Nel gruppo “Noi” di Fb, Aleandro scrive: “io non aspetto aprile, sono senza un euro, la mia famiglia deve mangiare. Perciò senza fare le pecore, scendiamo in piazza e pretendiamo i nostri diritti. Non facciamo chiacchiere, che fanno acidità. Chi fa la pecora e non scende in piazza, per me fa parte dello Stato, senza offesa per nessuno”. Intanto sorgono altri gruppi su Facebook di persone che dichiarano di essere esasperate e c’è chi invita a fare fronte comune perché “se ci uniamo siamo di più, si chiama rivoluzione nazionale”. A Palermo, ormai la situazione è esplosiva, l’esasperazione è alle stelle. “A casa, ci possono stare quelli che hanno lo stipendio fisso, se noi dobbiamo stare chiusi lo Stato ci deve portare il cibo e deve pagare gli affitti, non siamo Cristiano Ronaldo: qui tre quarti di italiani lavora in nero. Ribellatevi”, urla Luky in un video.
Si ha ragione di temere che la mafia ed in generale la criminalità possa soffiare sul fuoco, di fronte a questi fenomeni.
Da segnalare che, secondo un recente studio della Cgil, a Palermo e provincia 1 lavoratore su 3 è in nero (riteniamo che questa stima percentuale possa riguardare – grosso modo – buona parte dell’intero Paese). Il divieto a uscire di casa per fermare i contagi ha svuotato la città: e così, per esempio, chi vive vendendo il pane per strada, chi finora ha guadagnato con la frutta e la verdura nelle bancarelle dei mercati tradizionali o in quelli rionali, da due settimane non incassa più 1 euro.

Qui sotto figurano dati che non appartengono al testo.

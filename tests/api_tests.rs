//! API integration tests over the in-process store

use std::sync::Arc;

use axum::{
    body::Body,
    http::{Method, Request, StatusCode},
    Router,
};
use serde_json::{json, Value};
use tower::ServiceExt;

use bookdesk_server::{
    api,
    config::AppConfig,
    repository::{memory::MemoryStore, Repository},
    services::{fines::LoanPolicy, Services},
    AppState,
};

fn app() -> Router {
    let state = AppState {
        config: Arc::new(AppConfig::default()),
        services: Arc::new(Services::new(
            Repository::memory(MemoryStore::new()),
            LoanPolicy::default(),
        )),
    };
    api::router(state)
}

async fn send(app: &Router, method: Method, uri: &str, body: Option<Value>) -> (StatusCode, Value) {
    let builder = Request::builder()
        .method(method)
        .uri(format!("/api/v1{}", uri));
    let request = match body {
        Some(body) => builder
            .header("content-type", "application/json")
            .body(Body::from(body.to_string()))
            .unwrap(),
        None => builder.body(Body::empty()).unwrap(),
    };

    let response = app.clone().oneshot(request).await.unwrap();
    let status = response.status();
    let bytes = axum::body::to_bytes(response.into_body(), usize::MAX)
        .await
        .unwrap();
    let body = if bytes.is_empty() {
        Value::Null
    } else {
        serde_json::from_slice(&bytes).unwrap()
    };
    (status, body)
}

async fn create_book(app: &Router, title: &str) -> String {
    let (status, body) = send(
        app,
        Method::POST,
        "/books",
        Some(json!({
            "isbn": "9780261103573",
            "title": title,
            "author": "J. R. R. Tolkien",
            "genre": "Fantasy"
        })),
    )
    .await;
    assert_eq!(status, StatusCode::CREATED);
    body["id"].as_str().unwrap().to_string()
}

async fn create_user(app: &Router, username: &str) -> String {
    let (status, body) = send(
        app,
        Method::POST,
        "/users",
        Some(json!({
            "name": "Bilbo Baggins",
            "contact": "bilbo@bagend.example",
            "membership_date": "2024-01-01",
            "username": username,
            "password": "precious"
        })),
    )
    .await;
    assert_eq!(status, StatusCode::CREATED);
    body["id"].as_str().unwrap().to_string()
}

async fn borrow(app: &Router, user_id: &str, book_id: &str, date: &str) -> (StatusCode, Value) {
    send(
        app,
        Method::POST,
        "/loans",
        Some(json!({ "user_id": user_id, "book_id": book_id, "borrow_date": date })),
    )
    .await
}

#[tokio::test]
async fn test_health_and_readiness() {
    let app = app();

    let (status, body) = send(&app, Method::GET, "/health", None).await;
    assert_eq!(status, StatusCode::OK);
    assert_eq!(body["status"], "healthy");

    let (status, body) = send(&app, Method::GET, "/ready", None).await;
    assert_eq!(status, StatusCode::OK);
    assert_eq!(body["status"], "ready");
}

#[tokio::test]
async fn test_book_registry_crud() {
    let app = app();
    let id = create_book(&app, "The Hobbit").await;
    assert_eq!(id, "B001");

    let (status, body) = send(&app, Method::GET, "/books/B001", None).await;
    assert_eq!(status, StatusCode::OK);
    assert_eq!(body["available"], true);

    let (status, body) = send(
        &app,
        Method::PUT,
        "/books/B001",
        Some(json!({ "title": "There and Back Again" })),
    )
    .await;
    assert_eq!(status, StatusCode::OK);
    assert_eq!(body["title"], "There and Back Again");

    let (status, _) = send(&app, Method::DELETE, "/books/B001", None).await;
    assert_eq!(status, StatusCode::NO_CONTENT);

    let (status, body) = send(&app, Method::GET, "/books/B001", None).await;
    assert_eq!(status, StatusCode::NOT_FOUND);
    assert_eq!(body["code"], 4);
}

#[tokio::test]
async fn test_invalid_book_is_rejected() {
    let app = app();

    let (status, body) = send(
        &app,
        Method::POST,
        "/books",
        Some(json!({ "isbn": "1", "title": "", "author": "Nobody" })),
    )
    .await;

    assert_eq!(status, StatusCode::BAD_REQUEST);
    assert_eq!(body["error"], "BadValue");
}

#[tokio::test]
async fn test_user_password_is_never_returned() {
    let app = app();
    create_user(&app, "bilbo").await;

    let (_, body) = send(&app, Method::GET, "/users/U001", None).await;

    assert_eq!(body["username"], "bilbo");
    assert!(body.get("password_hash").is_none());
    assert!(body.get("password").is_none());
}

#[tokio::test]
async fn test_login() {
    let app = app();
    create_user(&app, "bilbo").await;

    let (status, body) = send(
        &app,
        Method::POST,
        "/auth/login",
        Some(json!({ "username": "bilbo", "password": "precious" })),
    )
    .await;
    assert_eq!(status, StatusCode::OK);
    assert_eq!(body["id"], "U001");

    let (status, _) = send(
        &app,
        Method::POST,
        "/auth/login",
        Some(json!({ "username": "bilbo", "password": "ring" })),
    )
    .await;
    assert_eq!(status, StatusCode::UNAUTHORIZED);
}

#[tokio::test]
async fn test_duplicate_username_conflicts() {
    let app = app();
    create_user(&app, "bilbo").await;

    let (status, body) = send(
        &app,
        Method::POST,
        "/users",
        Some(json!({ "name": "Other", "username": "bilbo", "password": "secret" })),
    )
    .await;

    assert_eq!(status, StatusCode::CONFLICT);
    assert_eq!(body["error"], "Duplicate");
}

#[tokio::test]
async fn test_lending_cycle() {
    let app = app();
    let user = create_user(&app, "bilbo").await;
    let book = create_book(&app, "The Hobbit").await;

    let (status, record) = borrow(&app, &user, &book, "2024-01-01").await;
    assert_eq!(status, StatusCode::CREATED);
    assert_eq!(record["id"], "R001");
    assert_eq!(record["return_date"], Value::Null);

    let (_, body) = send(&app, Method::GET, "/books/B001", None).await;
    assert_eq!(body["available"], false);

    let (status, body) = send(&app, Method::GET, "/loans/R001/fine?as_of=2024-01-20", None).await;
    assert_eq!(status, StatusCode::OK);
    assert_eq!(body["fine"], "50.00");

    let (status, body) = send(
        &app,
        Method::POST,
        "/loans/R001/return",
        Some(json!({ "return_date": "2024-01-20" })),
    )
    .await;
    assert_eq!(status, StatusCode::OK);
    assert_eq!(body["return_date"], "2024-01-20");
    assert_eq!(body["fine"], "50.00");
    assert_eq!(body["fine_paid"], false);

    let (_, body) = send(&app, Method::GET, "/books/B001", None).await;
    assert_eq!(body["available"], true);

    let (status, body) = send(&app, Method::POST, "/loans/R001/pay-fine", None).await;
    assert_eq!(status, StatusCode::OK);
    assert_eq!(body["fine_paid"], true);

    let (_, body) = send(&app, Method::GET, "/users/U001/loans", None).await;
    assert_eq!(body.as_array().unwrap().len(), 1);
}

#[tokio::test]
async fn test_fourth_borrow_is_rejected() {
    let app = app();
    let user = create_user(&app, "bilbo").await;
    for title in ["One", "Two", "Three", "Four"] {
        create_book(&app, title).await;
    }
    for book in ["B001", "B002", "B003"] {
        let (status, _) = borrow(&app, &user, book, "2024-01-01").await;
        assert_eq!(status, StatusCode::CREATED);
    }

    let (status, body) = borrow(&app, &user, "B004", "2024-01-02").await;

    assert_eq!(status, StatusCode::CONFLICT);
    assert_eq!(body["status"], "rejected");
    assert_eq!(body["reason"], "limit_reached");

    let (_, body) = send(&app, Method::GET, "/loans?open=true", None).await;
    assert_eq!(body.as_array().unwrap().len(), 3);
    let (_, body) = send(&app, Method::GET, "/books/B004", None).await;
    assert_eq!(body["available"], true);
}

#[tokio::test]
async fn test_unavailable_book_is_rejected() {
    let app = app();
    let first = create_user(&app, "bilbo").await;
    let second = create_user(&app, "frodo").await;
    let book = create_book(&app, "The Hobbit").await;
    borrow(&app, &first, &book, "2024-01-01").await;

    let (status, body) = borrow(&app, &second, &book, "2024-01-02").await;

    assert_eq!(status, StatusCode::CONFLICT);
    assert_eq!(body["reason"], "book_unavailable");
}

#[tokio::test]
async fn test_return_and_payment_rejections() {
    let app = app();
    let user = create_user(&app, "bilbo").await;
    let book = create_book(&app, "The Hobbit").await;
    borrow(&app, &user, &book, "2024-01-01").await;
    send(
        &app,
        Method::POST,
        "/loans/R001/return",
        Some(json!({ "return_date": "2024-01-05" })),
    )
    .await;

    let (status, body) = send(
        &app,
        Method::POST,
        "/loans/R001/return",
        Some(json!({ "return_date": "2024-01-06" })),
    )
    .await;
    assert_eq!(status, StatusCode::CONFLICT);
    assert_eq!(body["reason"], "already_returned");

    let (status, body) = send(&app, Method::POST, "/loans/R001/pay-fine", None).await;
    assert_eq!(status, StatusCode::CONFLICT);
    assert_eq!(body["reason"], "no_fine_due");

    let (status, body) = send(&app, Method::POST, "/loans/R404/pay-fine", None).await;
    assert_eq!(status, StatusCode::CONFLICT);
    assert_eq!(body["reason"], "unknown_loan");
}

#[tokio::test]
async fn test_reports() {
    let app = app();
    let user = create_user(&app, "bilbo").await;
    create_book(&app, "The Hobbit").await;
    create_book(&app, "The Silmarillion").await;
    borrow(&app, &user, "B001", "2024-01-01").await;

    let (_, body) = send(&app, Method::GET, "/reports/available-books", None).await;
    assert_eq!(body[0]["id"], "B002");

    let (_, body) = send(&app, Method::GET, "/reports/borrowed", None).await;
    assert_eq!(body[0]["book_id"], "B001");

    let (_, body) = send(&app, Method::GET, "/reports/overdue?as_of=2024-01-20", None).await;
    assert_eq!(body[0]["id"], "R001");
    assert_eq!(body[0]["days_overdue"], 5);
    assert_eq!(body[0]["current_fine"], "50.00");

    let (_, body) = send(&app, Method::GET, "/reports/summary?as_of=2024-01-20", None).await;
    assert_eq!(body["total_books"], 2);
    assert_eq!(body["available_books"], 1);
    assert_eq!(body["open_loans"], 1);
    assert_eq!(body["overdue_loans"], 1);
}

#[tokio::test]
async fn test_user_with_loans_cannot_be_deleted() {
    let app = app();
    let user = create_user(&app, "bilbo").await;
    let book = create_book(&app, "The Hobbit").await;
    borrow(&app, &user, &book, "2024-01-01").await;

    let (status, _) = send(&app, Method::DELETE, &format!("/users/{}", user), None).await;

    assert_eq!(status, StatusCode::CONFLICT);
}

#[tokio::test]
async fn test_malformed_return_date_leaves_loan_open() {
    let app = app();
    let user = create_user(&app, "bilbo").await;
    let book = create_book(&app, "The Hobbit").await;
    borrow(&app, &user, &book, "2024-01-01").await;

    let (status, body) = send(
        &app,
        Method::POST,
        "/loans/R001/return",
        Some(json!({ "return_date": "2024-01-32" })),
    )
    .await;
    assert_eq!(status, StatusCode::BAD_REQUEST);
    assert_eq!(body["error"], "BadValue");

    let (_, record) = send(&app, Method::GET, "/loans/R001", None).await;
    assert_eq!(record["return_date"], Value::Null);
    assert_eq!(record["fine"], "0.00");
    let (_, body) = send(&app, Method::GET, "/books/B001", None).await;
    assert_eq!(body["available"], false);
}

#[tokio::test]
async fn test_return_without_body_uses_today() {
    let app = app();
    let user = create_user(&app, "bilbo").await;
    let book = create_book(&app, "The Hobbit").await;
    borrow(&app, &user, &book, "2024-01-01").await;

    let (status, body) = send(&app, Method::POST, "/loans/R001/return", None).await;

    assert_eq!(status, StatusCode::OK);
    assert!(body["return_date"].is_string());
}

Ragionare su un allentamento graduale delle misure draconiane
L’emergenza Coronavirus ha due aspetti gravissimi: quello medico-sanitario, certamente prioritario, ma anche quello socio-economica, che è stato finora sottovalutata dal Governo.
Finora, soltanto l’aspetto “economico” è stato oggetto di interventi annunciati (i famosi primi “25 miliardi” di euro…), mentre l’aspetto “sociale”, ovvero psico-sociale, è stato finora completamente ignorato.
Riteniamo che l’Esecutivo debba ragionare seriamente su un allentamento, parziale e graduale, e per zone di intensità di rischio (sulla base dei dati disponibili, per quanto deficitari), delle misure draconiane di contenimento della mobilità.
Le conseguenze di un prolungamento della “quarantena” – quasi un “coprifuoco” ormai – possono essere imprevedibili, ben più gravi di quelle che si possono immaginare (malesseri psichici, suicidi, rivolte di piazza…), perché corrono “sottopelle”, sono dinamiche infrapsichiche la cui dimensione e profondità è di difficile esplorabilità.